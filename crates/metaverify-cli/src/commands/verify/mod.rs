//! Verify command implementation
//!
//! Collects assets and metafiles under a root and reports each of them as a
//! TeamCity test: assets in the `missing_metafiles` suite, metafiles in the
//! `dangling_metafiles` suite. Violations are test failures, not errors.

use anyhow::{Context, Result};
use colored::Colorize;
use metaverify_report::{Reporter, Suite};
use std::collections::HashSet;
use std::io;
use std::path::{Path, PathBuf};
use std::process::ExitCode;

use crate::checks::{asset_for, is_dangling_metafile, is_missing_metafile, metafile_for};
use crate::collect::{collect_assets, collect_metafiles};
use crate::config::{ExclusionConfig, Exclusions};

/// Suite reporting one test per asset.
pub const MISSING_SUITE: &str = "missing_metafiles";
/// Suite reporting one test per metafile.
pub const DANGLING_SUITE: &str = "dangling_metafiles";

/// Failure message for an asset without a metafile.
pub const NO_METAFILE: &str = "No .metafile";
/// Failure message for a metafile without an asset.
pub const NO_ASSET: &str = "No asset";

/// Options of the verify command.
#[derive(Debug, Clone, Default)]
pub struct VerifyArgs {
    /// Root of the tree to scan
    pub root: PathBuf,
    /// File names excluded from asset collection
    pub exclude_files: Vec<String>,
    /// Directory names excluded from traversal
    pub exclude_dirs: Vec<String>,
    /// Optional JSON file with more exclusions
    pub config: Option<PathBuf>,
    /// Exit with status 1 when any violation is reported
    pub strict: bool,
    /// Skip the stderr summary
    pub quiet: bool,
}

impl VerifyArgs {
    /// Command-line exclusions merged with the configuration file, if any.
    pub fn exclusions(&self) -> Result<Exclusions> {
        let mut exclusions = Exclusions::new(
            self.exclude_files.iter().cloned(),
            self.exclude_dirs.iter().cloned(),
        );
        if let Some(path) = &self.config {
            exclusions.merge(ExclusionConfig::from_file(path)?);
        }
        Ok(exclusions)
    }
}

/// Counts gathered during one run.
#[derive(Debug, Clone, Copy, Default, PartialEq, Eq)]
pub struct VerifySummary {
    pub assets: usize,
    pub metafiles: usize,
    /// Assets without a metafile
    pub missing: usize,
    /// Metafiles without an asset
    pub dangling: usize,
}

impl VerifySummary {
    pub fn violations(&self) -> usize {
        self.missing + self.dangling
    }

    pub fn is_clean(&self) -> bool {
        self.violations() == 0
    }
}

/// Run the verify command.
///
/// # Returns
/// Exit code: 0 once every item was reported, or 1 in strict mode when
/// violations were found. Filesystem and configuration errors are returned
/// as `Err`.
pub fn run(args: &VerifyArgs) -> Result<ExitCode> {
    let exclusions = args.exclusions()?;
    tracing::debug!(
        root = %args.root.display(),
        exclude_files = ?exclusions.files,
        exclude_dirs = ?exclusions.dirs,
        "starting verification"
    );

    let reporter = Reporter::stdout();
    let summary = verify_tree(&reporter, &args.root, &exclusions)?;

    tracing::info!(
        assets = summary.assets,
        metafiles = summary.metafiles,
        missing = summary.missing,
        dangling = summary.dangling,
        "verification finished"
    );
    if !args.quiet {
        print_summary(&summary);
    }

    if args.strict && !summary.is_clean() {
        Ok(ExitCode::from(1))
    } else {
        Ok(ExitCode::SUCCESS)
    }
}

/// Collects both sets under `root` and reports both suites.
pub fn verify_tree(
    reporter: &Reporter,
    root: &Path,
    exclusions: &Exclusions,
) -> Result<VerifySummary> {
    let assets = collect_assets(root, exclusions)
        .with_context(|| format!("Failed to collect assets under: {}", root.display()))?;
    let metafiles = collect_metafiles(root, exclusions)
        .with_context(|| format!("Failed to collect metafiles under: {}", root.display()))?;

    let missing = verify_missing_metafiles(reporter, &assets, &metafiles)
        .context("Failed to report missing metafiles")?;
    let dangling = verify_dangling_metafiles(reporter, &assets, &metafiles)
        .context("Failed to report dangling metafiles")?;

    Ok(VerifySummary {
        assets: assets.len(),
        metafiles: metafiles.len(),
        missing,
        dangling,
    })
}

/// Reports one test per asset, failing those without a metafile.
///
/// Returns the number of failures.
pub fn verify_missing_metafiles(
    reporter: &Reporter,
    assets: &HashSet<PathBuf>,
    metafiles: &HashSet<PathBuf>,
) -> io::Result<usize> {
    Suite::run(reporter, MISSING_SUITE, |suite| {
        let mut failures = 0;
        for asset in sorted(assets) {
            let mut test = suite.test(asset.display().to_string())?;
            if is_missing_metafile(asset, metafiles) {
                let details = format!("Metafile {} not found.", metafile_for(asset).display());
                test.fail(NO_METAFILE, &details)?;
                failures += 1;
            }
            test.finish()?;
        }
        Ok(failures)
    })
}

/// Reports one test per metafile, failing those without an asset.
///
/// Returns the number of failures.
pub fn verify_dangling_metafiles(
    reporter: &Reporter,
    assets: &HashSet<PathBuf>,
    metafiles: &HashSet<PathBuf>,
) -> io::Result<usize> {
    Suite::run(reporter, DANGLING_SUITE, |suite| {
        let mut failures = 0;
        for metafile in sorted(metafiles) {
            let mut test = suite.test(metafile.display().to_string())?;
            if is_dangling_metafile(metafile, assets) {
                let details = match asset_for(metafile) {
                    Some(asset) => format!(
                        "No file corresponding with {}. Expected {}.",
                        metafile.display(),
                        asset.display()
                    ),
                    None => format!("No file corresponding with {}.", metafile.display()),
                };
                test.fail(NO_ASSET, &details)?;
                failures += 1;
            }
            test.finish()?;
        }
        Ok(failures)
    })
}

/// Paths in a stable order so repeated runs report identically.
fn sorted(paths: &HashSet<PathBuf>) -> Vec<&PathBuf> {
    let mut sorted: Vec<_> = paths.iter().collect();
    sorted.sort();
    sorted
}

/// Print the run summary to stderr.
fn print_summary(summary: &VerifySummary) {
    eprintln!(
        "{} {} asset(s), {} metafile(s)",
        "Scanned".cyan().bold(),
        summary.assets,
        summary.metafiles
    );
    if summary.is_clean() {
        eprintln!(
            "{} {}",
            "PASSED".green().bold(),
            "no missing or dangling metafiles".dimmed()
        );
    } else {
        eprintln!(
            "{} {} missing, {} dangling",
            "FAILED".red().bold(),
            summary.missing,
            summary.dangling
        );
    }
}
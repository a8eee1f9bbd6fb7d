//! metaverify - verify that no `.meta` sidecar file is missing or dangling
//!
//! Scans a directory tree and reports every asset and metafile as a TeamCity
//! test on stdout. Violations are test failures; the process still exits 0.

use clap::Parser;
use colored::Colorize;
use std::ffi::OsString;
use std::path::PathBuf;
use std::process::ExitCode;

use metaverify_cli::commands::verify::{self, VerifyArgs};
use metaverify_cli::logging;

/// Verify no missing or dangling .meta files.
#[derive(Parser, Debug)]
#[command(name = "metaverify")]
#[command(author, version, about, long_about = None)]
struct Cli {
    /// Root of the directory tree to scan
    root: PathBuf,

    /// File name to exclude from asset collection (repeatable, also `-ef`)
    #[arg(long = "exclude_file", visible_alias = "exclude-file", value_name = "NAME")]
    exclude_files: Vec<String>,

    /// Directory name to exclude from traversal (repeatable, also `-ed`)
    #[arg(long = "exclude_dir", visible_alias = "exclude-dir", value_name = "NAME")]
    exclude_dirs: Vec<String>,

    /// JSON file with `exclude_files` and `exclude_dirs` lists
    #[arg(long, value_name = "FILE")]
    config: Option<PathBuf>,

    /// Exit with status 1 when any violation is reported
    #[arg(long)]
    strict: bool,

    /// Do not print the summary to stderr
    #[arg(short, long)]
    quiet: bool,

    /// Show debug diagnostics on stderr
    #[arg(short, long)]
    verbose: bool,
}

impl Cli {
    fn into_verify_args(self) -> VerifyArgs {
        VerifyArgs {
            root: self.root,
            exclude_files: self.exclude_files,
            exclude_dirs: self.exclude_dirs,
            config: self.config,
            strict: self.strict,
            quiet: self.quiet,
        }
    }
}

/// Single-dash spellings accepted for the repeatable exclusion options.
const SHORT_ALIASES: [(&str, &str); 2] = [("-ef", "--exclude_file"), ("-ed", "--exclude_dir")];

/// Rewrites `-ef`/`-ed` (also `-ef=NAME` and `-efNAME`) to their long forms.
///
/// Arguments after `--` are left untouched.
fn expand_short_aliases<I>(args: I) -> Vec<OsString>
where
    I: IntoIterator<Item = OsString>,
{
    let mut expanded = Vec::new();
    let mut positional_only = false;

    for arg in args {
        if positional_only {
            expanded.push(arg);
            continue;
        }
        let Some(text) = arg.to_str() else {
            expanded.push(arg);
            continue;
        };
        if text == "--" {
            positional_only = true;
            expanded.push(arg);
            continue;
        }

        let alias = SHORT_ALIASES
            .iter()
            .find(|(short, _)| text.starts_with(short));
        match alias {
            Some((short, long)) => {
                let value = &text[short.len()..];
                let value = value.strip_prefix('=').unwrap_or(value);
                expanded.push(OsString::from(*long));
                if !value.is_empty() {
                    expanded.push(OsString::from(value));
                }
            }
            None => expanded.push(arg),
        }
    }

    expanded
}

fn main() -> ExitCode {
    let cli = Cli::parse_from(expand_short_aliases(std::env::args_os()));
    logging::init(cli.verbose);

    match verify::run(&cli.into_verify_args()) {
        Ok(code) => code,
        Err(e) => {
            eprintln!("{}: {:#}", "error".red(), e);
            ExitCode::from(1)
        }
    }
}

--

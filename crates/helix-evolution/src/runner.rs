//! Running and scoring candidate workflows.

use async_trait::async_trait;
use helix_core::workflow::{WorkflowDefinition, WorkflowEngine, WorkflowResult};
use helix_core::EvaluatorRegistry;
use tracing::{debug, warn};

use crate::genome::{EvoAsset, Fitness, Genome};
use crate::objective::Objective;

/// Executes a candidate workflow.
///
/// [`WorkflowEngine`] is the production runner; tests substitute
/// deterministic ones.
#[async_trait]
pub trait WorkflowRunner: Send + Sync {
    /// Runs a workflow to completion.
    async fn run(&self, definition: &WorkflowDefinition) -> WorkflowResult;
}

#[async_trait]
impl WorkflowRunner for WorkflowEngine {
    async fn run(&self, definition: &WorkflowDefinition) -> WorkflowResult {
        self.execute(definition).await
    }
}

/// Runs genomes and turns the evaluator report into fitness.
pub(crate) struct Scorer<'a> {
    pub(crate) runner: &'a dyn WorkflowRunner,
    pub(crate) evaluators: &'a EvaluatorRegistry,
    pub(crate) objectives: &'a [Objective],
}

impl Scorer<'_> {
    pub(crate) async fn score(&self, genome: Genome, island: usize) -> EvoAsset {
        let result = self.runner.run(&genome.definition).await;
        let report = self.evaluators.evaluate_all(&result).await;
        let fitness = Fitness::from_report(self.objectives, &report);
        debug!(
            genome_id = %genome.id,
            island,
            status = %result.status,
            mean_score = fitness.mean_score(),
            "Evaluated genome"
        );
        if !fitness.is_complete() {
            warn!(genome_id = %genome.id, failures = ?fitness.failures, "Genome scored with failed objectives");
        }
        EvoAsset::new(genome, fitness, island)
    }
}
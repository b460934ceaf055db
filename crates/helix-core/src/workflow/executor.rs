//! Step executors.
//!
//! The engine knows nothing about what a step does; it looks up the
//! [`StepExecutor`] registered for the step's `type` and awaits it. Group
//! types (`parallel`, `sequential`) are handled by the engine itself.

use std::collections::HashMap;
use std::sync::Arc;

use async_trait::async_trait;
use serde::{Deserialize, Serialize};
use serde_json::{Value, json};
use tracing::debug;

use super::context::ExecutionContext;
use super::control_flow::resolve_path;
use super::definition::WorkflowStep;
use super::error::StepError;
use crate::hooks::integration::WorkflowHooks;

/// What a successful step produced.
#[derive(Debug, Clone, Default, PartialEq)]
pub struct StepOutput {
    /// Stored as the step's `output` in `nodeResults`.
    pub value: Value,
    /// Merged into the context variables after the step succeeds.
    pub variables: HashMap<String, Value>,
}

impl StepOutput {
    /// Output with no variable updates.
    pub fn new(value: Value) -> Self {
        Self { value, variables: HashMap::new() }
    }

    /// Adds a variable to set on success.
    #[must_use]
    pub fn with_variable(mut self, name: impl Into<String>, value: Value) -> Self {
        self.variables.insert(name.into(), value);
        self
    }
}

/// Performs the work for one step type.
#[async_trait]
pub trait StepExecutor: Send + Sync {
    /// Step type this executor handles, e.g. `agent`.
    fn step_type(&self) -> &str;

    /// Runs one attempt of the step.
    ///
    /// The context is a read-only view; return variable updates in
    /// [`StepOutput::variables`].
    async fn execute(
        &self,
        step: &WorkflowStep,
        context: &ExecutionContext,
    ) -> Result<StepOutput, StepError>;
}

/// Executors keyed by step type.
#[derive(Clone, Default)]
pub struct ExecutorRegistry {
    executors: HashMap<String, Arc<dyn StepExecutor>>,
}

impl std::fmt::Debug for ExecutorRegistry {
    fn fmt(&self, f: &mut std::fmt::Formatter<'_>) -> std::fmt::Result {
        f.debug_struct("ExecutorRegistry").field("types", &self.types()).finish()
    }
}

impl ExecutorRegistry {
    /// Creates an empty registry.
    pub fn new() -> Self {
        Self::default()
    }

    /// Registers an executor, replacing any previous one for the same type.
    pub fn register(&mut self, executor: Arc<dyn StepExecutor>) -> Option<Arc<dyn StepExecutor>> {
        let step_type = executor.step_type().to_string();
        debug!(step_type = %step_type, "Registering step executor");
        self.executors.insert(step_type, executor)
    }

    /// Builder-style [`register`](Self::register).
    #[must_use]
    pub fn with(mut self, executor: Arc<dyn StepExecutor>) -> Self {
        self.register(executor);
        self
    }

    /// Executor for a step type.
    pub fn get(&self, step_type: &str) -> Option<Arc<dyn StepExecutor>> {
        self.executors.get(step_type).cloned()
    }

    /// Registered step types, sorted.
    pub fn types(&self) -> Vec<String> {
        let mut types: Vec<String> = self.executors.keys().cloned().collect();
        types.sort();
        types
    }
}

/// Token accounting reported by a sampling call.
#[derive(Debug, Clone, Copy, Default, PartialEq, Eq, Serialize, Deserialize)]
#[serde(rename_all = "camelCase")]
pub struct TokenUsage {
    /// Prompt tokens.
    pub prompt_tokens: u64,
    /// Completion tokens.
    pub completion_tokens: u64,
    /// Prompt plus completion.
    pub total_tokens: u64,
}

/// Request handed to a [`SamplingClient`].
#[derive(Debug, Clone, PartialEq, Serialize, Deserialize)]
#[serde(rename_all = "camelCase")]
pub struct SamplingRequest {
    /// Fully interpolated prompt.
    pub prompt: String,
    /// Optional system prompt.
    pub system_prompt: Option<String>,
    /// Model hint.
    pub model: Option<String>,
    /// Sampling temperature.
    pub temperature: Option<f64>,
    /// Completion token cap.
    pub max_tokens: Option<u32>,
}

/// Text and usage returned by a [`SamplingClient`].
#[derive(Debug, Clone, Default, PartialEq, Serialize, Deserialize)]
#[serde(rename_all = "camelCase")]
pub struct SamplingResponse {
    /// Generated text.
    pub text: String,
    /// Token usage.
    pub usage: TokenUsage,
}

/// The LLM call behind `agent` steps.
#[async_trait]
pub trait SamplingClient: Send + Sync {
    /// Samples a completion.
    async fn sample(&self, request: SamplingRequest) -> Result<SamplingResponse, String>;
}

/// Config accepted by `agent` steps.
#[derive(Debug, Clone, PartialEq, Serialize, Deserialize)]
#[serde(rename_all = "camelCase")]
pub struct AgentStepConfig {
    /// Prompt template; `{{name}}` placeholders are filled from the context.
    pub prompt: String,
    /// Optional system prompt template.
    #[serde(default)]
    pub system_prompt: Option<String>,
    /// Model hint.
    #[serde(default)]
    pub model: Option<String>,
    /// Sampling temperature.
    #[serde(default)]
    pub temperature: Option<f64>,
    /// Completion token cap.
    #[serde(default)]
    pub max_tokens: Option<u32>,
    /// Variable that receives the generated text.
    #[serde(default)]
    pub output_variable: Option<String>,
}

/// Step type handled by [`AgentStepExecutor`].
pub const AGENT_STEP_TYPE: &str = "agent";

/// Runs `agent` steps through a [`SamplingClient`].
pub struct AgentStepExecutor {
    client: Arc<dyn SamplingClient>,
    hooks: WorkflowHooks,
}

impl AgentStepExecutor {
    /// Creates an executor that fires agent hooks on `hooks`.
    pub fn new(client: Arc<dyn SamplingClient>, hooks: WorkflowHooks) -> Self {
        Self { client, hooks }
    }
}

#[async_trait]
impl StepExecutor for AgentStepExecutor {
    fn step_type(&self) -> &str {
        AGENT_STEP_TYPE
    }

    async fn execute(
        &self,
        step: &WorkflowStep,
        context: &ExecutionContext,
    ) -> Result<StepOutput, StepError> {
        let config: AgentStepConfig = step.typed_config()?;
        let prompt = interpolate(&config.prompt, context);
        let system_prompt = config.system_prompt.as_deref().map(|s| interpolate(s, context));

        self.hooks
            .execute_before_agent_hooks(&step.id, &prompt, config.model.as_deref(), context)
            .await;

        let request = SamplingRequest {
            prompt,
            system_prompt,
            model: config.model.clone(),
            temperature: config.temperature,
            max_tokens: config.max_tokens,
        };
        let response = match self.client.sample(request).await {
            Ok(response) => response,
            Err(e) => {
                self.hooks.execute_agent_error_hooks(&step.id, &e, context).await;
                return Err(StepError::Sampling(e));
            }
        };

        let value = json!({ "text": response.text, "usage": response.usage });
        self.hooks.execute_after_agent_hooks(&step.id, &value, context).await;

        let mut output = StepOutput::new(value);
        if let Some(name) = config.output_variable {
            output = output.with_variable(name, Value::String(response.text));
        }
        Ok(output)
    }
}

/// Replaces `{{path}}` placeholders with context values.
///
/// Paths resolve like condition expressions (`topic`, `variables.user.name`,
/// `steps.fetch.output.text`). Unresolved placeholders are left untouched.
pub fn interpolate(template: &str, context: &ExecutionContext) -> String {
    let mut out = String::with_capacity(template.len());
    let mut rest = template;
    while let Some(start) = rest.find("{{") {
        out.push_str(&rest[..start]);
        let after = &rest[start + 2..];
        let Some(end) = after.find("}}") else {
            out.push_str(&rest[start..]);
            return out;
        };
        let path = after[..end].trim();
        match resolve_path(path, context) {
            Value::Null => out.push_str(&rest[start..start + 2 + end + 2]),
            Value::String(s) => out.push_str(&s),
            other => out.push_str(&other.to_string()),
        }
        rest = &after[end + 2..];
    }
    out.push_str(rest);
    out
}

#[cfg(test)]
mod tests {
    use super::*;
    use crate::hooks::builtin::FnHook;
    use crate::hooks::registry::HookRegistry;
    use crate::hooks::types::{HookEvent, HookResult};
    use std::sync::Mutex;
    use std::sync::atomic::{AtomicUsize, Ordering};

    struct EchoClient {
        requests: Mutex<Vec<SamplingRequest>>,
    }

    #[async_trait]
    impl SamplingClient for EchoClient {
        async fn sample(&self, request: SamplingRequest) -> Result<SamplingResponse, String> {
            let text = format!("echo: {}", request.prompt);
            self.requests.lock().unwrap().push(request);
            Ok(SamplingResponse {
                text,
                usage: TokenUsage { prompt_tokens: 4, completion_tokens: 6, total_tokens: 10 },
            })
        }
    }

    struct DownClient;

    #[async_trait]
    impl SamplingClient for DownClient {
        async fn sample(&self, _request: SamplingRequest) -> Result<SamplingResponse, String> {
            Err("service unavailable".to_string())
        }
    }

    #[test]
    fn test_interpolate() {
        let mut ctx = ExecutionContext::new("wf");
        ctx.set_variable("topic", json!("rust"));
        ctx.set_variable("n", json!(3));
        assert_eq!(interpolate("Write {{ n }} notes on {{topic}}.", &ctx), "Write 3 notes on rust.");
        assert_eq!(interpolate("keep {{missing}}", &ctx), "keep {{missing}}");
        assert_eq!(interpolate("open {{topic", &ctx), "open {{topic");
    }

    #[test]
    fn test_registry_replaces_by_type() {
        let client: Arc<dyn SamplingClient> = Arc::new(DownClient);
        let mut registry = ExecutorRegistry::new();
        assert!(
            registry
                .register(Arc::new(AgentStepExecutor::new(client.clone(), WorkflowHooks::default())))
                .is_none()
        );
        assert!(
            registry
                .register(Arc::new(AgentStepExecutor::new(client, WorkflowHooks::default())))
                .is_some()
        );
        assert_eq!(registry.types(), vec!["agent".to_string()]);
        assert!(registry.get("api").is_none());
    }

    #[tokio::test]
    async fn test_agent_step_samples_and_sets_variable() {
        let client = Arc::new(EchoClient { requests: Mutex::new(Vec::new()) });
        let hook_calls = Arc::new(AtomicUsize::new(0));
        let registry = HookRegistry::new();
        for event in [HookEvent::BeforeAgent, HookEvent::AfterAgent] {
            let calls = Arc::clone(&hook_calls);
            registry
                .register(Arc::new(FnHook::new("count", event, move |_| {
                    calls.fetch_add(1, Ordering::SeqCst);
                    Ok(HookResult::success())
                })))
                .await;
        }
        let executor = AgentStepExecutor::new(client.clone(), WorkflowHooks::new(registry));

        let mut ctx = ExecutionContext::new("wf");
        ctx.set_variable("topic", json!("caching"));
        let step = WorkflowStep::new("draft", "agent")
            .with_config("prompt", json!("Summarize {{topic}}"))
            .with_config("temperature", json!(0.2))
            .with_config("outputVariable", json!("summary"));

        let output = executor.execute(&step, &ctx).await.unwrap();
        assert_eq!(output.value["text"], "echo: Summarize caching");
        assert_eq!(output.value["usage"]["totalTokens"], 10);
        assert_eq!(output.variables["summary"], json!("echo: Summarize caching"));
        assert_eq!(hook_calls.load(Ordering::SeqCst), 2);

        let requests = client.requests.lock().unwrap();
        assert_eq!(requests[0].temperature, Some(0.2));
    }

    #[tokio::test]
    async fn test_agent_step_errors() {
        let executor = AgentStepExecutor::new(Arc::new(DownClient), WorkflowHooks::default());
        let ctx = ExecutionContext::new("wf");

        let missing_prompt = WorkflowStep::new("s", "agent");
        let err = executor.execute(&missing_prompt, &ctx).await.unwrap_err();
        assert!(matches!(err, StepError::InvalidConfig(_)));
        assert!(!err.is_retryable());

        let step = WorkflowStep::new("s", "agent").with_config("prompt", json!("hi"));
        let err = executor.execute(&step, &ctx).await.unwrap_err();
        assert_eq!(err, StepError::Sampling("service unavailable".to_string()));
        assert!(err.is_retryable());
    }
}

--

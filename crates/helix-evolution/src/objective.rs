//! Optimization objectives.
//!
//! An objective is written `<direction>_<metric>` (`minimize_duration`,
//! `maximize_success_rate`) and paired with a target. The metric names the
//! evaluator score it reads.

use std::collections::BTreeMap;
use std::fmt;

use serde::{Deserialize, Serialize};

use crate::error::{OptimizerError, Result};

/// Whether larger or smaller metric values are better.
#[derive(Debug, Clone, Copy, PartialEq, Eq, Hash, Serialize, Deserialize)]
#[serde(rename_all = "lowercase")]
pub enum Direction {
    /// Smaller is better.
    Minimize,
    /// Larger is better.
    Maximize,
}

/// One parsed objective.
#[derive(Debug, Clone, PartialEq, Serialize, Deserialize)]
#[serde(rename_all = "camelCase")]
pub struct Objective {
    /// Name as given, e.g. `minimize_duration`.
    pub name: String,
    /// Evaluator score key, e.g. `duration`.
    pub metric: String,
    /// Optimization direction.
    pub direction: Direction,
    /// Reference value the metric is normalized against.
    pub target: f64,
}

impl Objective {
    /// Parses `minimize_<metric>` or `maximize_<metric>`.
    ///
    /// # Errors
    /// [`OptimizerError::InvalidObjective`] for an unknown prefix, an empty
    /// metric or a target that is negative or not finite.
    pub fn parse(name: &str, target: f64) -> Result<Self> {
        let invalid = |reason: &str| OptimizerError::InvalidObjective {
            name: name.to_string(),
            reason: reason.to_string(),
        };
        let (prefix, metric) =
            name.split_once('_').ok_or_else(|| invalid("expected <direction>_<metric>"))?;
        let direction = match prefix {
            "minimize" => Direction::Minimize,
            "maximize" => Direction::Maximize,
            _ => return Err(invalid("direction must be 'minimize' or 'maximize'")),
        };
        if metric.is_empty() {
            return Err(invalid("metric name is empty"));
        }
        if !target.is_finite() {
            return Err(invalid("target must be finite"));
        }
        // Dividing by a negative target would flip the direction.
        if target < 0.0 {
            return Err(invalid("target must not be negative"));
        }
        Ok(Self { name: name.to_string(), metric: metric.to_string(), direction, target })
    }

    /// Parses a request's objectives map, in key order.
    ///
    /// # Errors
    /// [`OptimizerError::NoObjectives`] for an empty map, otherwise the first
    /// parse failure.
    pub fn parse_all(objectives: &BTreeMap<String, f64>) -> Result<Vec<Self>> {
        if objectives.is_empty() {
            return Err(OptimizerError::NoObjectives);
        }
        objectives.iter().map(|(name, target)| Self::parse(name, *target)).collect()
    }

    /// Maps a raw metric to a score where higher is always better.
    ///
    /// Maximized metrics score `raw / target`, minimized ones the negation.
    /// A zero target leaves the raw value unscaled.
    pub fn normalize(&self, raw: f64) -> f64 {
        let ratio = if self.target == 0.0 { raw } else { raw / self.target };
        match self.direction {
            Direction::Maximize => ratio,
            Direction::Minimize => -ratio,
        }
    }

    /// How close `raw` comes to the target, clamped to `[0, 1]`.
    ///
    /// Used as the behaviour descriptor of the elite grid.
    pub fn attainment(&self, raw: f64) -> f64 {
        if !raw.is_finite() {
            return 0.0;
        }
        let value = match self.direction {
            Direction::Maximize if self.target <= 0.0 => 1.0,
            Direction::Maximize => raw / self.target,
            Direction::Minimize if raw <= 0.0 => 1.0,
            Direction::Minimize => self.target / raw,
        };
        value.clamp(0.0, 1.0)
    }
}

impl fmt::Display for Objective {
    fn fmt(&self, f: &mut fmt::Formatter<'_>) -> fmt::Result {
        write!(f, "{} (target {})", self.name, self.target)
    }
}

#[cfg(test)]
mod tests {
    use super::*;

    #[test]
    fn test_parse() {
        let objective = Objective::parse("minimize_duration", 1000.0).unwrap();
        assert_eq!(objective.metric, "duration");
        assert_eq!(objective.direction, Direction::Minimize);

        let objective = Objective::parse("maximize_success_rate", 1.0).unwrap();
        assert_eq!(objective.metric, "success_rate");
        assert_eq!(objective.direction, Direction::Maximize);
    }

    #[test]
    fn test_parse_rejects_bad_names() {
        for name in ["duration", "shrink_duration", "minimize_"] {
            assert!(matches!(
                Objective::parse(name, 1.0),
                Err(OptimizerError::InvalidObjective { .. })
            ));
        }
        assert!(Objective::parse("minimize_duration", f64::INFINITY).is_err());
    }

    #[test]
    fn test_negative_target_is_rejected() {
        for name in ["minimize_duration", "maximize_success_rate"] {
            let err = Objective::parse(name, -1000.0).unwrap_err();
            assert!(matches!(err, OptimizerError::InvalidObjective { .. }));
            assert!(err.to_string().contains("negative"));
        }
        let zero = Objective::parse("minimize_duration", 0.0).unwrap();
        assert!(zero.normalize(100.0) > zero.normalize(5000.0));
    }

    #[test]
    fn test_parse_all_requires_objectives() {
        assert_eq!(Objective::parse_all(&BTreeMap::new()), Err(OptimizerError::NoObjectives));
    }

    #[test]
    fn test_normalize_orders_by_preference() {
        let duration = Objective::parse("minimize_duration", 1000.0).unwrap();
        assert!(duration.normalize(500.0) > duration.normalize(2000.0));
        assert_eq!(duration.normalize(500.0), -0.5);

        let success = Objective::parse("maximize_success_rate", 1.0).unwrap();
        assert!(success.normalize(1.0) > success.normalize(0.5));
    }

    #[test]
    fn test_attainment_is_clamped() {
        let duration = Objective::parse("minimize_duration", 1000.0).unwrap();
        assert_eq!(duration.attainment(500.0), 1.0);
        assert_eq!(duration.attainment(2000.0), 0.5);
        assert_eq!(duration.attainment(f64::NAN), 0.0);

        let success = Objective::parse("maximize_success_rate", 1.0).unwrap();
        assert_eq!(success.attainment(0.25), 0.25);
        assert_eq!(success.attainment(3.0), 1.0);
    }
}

### What the task requires
Using the data above, copy each line that contains "verbose".

### Solution
    verbose: bool,
    logging::init(cli.verbose);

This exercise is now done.